Extracted records
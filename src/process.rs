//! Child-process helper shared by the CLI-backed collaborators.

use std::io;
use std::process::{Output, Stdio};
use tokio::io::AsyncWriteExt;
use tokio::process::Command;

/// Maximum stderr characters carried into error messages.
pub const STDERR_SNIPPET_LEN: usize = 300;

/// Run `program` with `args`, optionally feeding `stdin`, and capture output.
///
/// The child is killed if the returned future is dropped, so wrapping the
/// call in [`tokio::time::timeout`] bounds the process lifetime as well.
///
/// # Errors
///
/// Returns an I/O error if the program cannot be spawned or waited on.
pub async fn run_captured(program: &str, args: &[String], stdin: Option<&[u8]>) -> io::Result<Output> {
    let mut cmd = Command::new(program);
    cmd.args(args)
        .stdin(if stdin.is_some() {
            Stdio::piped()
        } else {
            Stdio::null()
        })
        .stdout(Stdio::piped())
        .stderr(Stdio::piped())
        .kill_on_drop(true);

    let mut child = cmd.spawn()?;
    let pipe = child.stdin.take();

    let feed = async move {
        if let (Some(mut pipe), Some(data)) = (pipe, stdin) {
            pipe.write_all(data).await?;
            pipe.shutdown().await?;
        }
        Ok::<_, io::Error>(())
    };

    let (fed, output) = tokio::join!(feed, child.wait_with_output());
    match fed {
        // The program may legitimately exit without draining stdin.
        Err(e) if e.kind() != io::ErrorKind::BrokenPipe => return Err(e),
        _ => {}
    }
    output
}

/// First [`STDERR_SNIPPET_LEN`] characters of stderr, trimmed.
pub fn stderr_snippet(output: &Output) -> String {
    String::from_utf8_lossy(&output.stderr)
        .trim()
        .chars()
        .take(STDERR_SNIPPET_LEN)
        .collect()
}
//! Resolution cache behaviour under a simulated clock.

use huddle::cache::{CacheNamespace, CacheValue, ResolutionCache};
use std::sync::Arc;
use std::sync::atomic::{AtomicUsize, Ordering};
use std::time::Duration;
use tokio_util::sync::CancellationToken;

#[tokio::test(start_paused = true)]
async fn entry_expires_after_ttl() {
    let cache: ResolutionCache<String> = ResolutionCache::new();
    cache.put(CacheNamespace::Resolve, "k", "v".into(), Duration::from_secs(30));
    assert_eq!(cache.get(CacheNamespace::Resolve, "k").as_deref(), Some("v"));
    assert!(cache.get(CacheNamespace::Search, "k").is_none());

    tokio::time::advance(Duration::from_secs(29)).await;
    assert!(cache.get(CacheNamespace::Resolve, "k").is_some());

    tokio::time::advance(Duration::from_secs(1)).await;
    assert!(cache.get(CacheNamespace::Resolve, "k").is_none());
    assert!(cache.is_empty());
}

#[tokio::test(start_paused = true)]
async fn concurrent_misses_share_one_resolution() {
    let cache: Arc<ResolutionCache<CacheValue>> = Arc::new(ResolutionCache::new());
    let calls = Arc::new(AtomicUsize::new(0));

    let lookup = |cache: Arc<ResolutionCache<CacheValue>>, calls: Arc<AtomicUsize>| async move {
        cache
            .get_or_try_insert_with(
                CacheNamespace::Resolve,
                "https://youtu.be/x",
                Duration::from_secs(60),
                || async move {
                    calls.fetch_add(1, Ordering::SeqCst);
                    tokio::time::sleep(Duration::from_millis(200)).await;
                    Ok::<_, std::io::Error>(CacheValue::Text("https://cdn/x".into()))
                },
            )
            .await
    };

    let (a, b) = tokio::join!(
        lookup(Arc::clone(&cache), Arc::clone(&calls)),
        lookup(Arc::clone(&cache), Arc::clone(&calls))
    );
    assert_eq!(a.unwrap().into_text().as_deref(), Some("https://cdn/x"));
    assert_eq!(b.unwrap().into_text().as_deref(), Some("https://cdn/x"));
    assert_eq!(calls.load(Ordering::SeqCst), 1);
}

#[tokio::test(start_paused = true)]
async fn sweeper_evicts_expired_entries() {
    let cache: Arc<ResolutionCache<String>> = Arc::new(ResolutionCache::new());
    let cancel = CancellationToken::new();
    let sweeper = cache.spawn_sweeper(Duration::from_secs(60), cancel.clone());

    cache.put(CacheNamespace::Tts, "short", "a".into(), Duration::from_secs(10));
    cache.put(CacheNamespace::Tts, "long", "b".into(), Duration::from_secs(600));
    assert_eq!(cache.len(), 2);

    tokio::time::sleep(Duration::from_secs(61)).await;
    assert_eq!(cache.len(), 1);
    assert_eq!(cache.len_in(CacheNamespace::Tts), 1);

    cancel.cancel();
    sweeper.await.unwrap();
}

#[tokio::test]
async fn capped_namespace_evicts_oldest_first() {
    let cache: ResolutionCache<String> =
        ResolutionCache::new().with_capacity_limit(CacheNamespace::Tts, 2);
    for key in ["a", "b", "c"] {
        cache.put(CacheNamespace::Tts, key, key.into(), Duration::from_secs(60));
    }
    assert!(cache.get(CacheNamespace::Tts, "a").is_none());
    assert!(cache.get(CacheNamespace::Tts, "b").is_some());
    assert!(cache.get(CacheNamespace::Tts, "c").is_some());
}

- [Task]
Return the entries exactly through the "pub const STDERR_SNIPPET_LEN: usize = 300;" line.

- [Task output]
filename src/process.rs
//! Child-process helper shared by the CLI-backed collaborators.

use std::io;
use std::process::{Output, Stdio};
use tokio::io::AsyncWriteExt;
use tokio::process::Command;

/// Maximum stderr characters carried into error messages.
pub const STDERR_SNIPPET_LEN: usize = 300;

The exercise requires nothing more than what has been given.